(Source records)
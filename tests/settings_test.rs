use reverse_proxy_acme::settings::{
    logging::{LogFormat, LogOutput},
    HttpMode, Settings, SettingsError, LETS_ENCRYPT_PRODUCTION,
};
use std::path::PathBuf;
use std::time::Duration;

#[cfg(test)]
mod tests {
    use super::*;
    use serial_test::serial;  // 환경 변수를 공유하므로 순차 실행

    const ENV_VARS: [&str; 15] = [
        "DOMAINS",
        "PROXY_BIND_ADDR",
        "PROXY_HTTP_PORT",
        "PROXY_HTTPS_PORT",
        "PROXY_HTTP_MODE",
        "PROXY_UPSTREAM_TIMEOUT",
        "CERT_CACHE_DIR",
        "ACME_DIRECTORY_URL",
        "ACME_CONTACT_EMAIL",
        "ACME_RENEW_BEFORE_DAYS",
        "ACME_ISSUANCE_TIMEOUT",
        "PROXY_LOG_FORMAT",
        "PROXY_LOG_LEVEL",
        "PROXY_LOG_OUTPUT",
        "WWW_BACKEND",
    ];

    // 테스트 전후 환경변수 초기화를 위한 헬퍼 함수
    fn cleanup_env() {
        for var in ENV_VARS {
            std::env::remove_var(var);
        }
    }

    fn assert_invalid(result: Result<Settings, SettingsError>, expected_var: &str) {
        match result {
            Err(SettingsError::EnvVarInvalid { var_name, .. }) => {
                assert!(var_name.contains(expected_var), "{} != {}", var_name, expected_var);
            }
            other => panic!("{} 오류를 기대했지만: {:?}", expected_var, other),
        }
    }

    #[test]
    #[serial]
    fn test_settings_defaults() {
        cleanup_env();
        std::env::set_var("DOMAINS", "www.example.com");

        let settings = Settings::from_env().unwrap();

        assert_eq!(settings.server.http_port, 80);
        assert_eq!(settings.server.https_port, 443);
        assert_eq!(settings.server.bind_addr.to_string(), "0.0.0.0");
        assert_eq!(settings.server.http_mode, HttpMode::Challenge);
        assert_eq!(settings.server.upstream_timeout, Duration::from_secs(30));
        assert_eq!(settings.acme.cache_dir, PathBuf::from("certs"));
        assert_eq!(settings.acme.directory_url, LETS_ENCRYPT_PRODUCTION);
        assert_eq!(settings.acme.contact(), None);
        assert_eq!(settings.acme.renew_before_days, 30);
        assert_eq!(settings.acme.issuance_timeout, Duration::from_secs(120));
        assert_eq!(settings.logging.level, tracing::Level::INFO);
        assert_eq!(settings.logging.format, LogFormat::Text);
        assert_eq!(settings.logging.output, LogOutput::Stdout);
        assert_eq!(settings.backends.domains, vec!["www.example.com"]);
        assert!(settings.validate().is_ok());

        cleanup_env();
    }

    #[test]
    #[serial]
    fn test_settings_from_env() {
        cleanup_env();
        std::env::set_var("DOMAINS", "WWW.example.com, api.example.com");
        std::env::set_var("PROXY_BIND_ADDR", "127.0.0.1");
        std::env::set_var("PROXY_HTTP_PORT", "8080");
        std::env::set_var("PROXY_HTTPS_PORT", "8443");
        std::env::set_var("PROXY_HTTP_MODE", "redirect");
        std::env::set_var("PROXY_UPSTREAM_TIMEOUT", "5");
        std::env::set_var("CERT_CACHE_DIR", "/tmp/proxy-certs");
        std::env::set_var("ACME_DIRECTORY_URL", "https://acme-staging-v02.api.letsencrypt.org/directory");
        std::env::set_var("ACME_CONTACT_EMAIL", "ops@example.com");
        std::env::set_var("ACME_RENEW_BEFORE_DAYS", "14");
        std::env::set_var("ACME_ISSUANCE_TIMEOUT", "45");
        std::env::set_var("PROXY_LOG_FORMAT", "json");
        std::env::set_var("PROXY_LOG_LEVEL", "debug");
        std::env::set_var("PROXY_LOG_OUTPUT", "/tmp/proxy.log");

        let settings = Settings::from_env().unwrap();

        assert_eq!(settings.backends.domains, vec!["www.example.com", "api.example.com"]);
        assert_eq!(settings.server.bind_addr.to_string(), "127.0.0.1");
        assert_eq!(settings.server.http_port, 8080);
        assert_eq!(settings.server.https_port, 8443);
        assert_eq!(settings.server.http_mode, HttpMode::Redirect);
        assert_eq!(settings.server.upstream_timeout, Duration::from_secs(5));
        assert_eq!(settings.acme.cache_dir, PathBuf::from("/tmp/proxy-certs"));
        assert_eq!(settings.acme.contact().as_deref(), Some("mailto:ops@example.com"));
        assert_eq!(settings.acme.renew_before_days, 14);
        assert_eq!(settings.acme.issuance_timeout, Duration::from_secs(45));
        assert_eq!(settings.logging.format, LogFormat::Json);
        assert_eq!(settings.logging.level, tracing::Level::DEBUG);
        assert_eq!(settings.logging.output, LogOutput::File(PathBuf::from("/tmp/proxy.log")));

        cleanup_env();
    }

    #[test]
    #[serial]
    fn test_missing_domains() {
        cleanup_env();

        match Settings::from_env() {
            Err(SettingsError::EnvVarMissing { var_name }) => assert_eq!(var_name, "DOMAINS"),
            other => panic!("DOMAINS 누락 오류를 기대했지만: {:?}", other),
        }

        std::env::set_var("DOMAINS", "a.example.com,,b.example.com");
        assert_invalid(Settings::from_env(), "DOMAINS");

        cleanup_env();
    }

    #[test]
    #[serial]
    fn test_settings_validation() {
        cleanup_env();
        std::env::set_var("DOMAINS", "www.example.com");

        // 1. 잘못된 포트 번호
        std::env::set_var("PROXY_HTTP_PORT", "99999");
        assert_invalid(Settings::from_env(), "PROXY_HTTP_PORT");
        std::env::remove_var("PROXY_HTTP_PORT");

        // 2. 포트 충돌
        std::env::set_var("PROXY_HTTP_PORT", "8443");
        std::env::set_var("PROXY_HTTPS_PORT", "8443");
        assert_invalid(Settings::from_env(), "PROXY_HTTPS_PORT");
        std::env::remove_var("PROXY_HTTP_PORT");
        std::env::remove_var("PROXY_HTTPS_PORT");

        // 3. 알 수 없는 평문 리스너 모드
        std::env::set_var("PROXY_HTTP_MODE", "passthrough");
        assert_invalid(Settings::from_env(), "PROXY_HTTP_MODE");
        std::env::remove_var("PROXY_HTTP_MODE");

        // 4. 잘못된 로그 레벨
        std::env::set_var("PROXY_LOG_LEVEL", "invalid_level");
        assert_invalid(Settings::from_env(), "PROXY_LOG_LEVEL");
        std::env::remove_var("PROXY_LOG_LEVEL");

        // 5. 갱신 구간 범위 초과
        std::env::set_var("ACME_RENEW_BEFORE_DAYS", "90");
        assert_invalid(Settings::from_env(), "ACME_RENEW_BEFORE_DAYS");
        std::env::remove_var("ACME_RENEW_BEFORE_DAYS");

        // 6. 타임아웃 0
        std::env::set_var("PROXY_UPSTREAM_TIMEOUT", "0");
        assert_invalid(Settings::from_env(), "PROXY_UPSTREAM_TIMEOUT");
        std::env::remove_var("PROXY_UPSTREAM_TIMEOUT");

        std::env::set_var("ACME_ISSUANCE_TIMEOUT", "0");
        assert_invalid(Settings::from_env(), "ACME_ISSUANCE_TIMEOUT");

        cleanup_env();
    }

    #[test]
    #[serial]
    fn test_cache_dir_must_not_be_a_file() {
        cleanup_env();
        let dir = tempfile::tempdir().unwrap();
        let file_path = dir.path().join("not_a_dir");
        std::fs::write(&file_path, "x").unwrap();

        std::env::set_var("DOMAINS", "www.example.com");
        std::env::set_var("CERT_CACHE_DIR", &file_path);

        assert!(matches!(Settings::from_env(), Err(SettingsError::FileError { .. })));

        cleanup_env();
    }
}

#### Try it
Set down all the entries again, word for word.

#### Finished task
filename tests/settings_test.rs
use reverse_proxy_acme::settings::{
    logging::{LogFormat, LogOutput},
    HttpMode, Settings, SettingsError, LETS_ENCRYPT_PRODUCTION,
};
use std::path::PathBuf;
use std::time::Duration;

#[cfg(test)]
mod tests {
    use super::*;
    use serial_test::serial;  // 환경 변수를 공유하므로 순차 실행

    const ENV_VARS: [&str; 15] = [
        "DOMAINS",
        "PROXY_BIND_ADDR",
        "PROXY_HTTP_PORT",
        "PROXY_HTTPS_PORT",
        "PROXY_HTTP_MODE",
        "PROXY_UPSTREAM_TIMEOUT",
        "CERT_CACHE_DIR",
        "ACME_DIRECTORY_URL",
        "ACME_CONTACT_EMAIL",
        "ACME_RENEW_BEFORE_DAYS",
        "ACME_ISSUANCE_TIMEOUT",
        "PROXY_LOG_FORMAT",
        "PROXY_LOG_LEVEL",
        "PROXY_LOG_OUTPUT",
        "WWW_BACKEND",
    ];

    // 테스트 전후 환경변수 초기화를 위한 헬퍼 함수
    fn cleanup_env() {
        for var in ENV_VARS {
            std::env::remove_var(var);
        }
    }

    fn assert_invalid(result: Result<Settings, SettingsError>, expected_var: &str) {
        match result {
            Err(SettingsError::EnvVarInvalid { var_name, .. }) => {
                assert!(var_name.contains(expected_var), "{} != {}", var_name, expected_var);
            }
            other => panic!("{} 오류를 기대했지만: {:?}", expected_var, other),
        }
    }

    #[test]
    #[serial]
    fn test_settings_defaults() {
        cleanup_env();
        std::env::set_var("DOMAINS", "www.example.com");

        let settings = Settings::from_env().unwrap();

        assert_eq!(settings.server.http_port, 80);
        assert_eq!(settings.server.https_port, 443);
        assert_eq!(settings.server.bind_addr.to_string(), "0.0.0.0");
        assert_eq!(settings.server.http_mode, HttpMode::Challenge);
        assert_eq!(settings.server.upstream_timeout, Duration::from_secs(30));
        assert_eq!(settings.acme.cache_dir, PathBuf::from("certs"));
        assert_eq!(settings.acme.directory_url, LETS_ENCRYPT_PRODUCTION);
        assert_eq!(settings.acme.contact(), None);
        assert_eq!(settings.acme.renew_before_days, 30);
        assert_eq!(settings.acme.issuance_timeout, Duration::from_secs(120));
        assert_eq!(settings.logging.level, tracing::Level::INFO);
        assert_eq!(settings.logging.format, LogFormat::Text);
        assert_eq!(settings.logging.output, LogOutput::Stdout);
        assert_eq!(settings.backends.domains, vec!["www.example.com"]);
        assert!(settings.validate().is_ok());

        cleanup_env();
    }

    #[test]
    #[serial]
    fn test_settings_from_env() {
        cleanup_env();
        std::env::set_var("DOMAINS", "WWW.example.com, api.example.com");
        std::env::set_var("PROXY_BIND_ADDR", "127.0.0.1");
        std::env::set_var("PROXY_HTTP_PORT", "8080");
        std::env::set_var("PROXY_HTTPS_PORT", "8443");
        std::env::set_var("PROXY_HTTP_MODE", "redirect");
        std::env::set_var("PROXY_UPSTREAM_TIMEOUT", "5");
        std::env::set_var("CERT_CACHE_DIR", "/tmp/proxy-certs");
        std::env::set_var("ACME_DIRECTORY_URL", "https://acme-staging-v02.api.letsencrypt.org/directory");
        std::env::set_var("ACME_CONTACT_EMAIL", "ops@example.com");
        std::env::set_var("ACME_RENEW_BEFORE_DAYS", "14");
        std::env::set_var("ACME_ISSUANCE_TIMEOUT", "45");
        std::env::set_var("PROXY_LOG_FORMAT", "json");
        std::env::set_var("PROXY_LOG_LEVEL", "debug");
        std::env::set_var("PROXY_LOG_OUTPUT", "/tmp/proxy.log");

        let settings = Settings::from_env().unwrap();

        assert_eq!(settings.backends.domains, vec!["www.example.com", "api.example.com"]);
        assert_eq!(settings.server.bind_addr.to_string(), "127.0.0.1");
        assert_eq!(settings.server.http_port, 8080);
        assert_eq!(settings.server.https_port, 8443);
        assert_eq!(settings.server.http_mode, HttpMode::Redirect);
        assert_eq!(settings.server.upstream_timeout, Duration::from_secs(5));
        assert_eq!(settings.acme.cache_dir, PathBuf::from("/tmp/proxy-certs"));
        assert_eq!(settings.acme.contact().as_deref(), Some("mailto:ops@example.com"));
        assert_eq!(settings.acme.renew_before_days, 14);
        assert_eq!(settings.acme.issuance_timeout, Duration::from_secs(45));
        assert_eq!(settings.logging.format, LogFormat::Json);
        assert_eq!(settings.logging.level, tracing::Level::DEBUG);
        assert_eq!(settings.logging.output, LogOutput::File(PathBuf::from("/tmp/proxy.log")));

        cleanup_env();
    }

    #[test]
    #[serial]
    fn test_missing_domains() {
        cleanup_env();

        match Settings::from_env() {
            Err(SettingsError::EnvVarMissing { var_name }) => assert_eq!(var_name, "DOMAINS"),
            other => panic!("DOMAINS 누락 오류를 기대했지만: {:?}", other),
        }

        std::env::set_var("DOMAINS", "a.example.com,,b.example.com");
        assert_invalid(Settings::from_env(), "DOMAINS");

        cleanup_env();
    }

    #[test]
    #[serial]
    fn test_settings_validation() {
        cleanup_env();
        std::env::set_var("DOMAINS", "www.example.com");

        // 1. 잘못된 포트 번호
        std::env::set_var("PROXY_HTTP_PORT", "99999");
        assert_invalid(Settings::from_env(), "PROXY_HTTP_PORT");
        std::env::remove_var("PROXY_HTTP_PORT");

        // 2. 포트 충돌
        std::env::set_var("PROXY_HTTP_PORT", "8443");
        std::env::set_var("PROXY_HTTPS_PORT", "8443");
        assert_invalid(Settings::from_env(), "PROXY_HTTPS_PORT");
        std::env::remove_var("PROXY_HTTP_PORT");
        std::env::remove_var("PROXY_HTTPS_PORT");

        // 3. 알 수 없는 평문 리스너 모드
        std::env::set_var("PROXY_HTTP_MODE", "passthrough");
        assert_invalid(Settings::from_env(), "PROXY_HTTP_MODE");
        std::env::remove_var("PROXY_HTTP_MODE");

        // 4. 잘못된 로그 레벨
        std::env::set_var("PROXY_LOG_LEVEL", "invalid_level");
        assert_invalid(Settings::from_env(), "PROXY_LOG_LEVEL");
        std::env::remove_var("PROXY_LOG_LEVEL");

        // 5. 갱신 구간 범위 초과
        std::env::set_var("ACME_RENEW_BEFORE_DAYS", "90");
        assert_invalid(Settings::from_env(), "ACME_RENEW_BEFORE_DAYS");
        std::env::remove_var("ACME_RENEW_BEFORE_DAYS");

        // 6. 타임아웃 0
        std::env::set_var("PROXY_UPSTREAM_TIMEOUT", "0");
        assert_invalid(Settings::from_env(), "PROXY_UPSTREAM_TIMEOUT");
        std::env::remove_var("PROXY_UPSTREAM_TIMEOUT");

        std::env::set_var("ACME_ISSUANCE_TIMEOUT", "0");
        assert_invalid(Settings::from_env(), "ACME_ISSUANCE_TIMEOUT");

        cleanup_env();
    }

    #[test]
    #[serial]
    fn test_cache_dir_must_not_be_a_file() {
        cleanup_env();
        let dir = tempfile::tempdir().unwrap();
        let file_path = dir.path().join("not_a_dir");
        std::fs::write(&file_path, "x").unwrap();

        std::env::set_var("DOMAINS", "www.example.com");
        std::env::set_var("CERT_CACHE_DIR", &file_path);

        assert!(matches!(Settings::from_env(), Err(SettingsError::FileError { .. })));

        cleanup_env();
    }
}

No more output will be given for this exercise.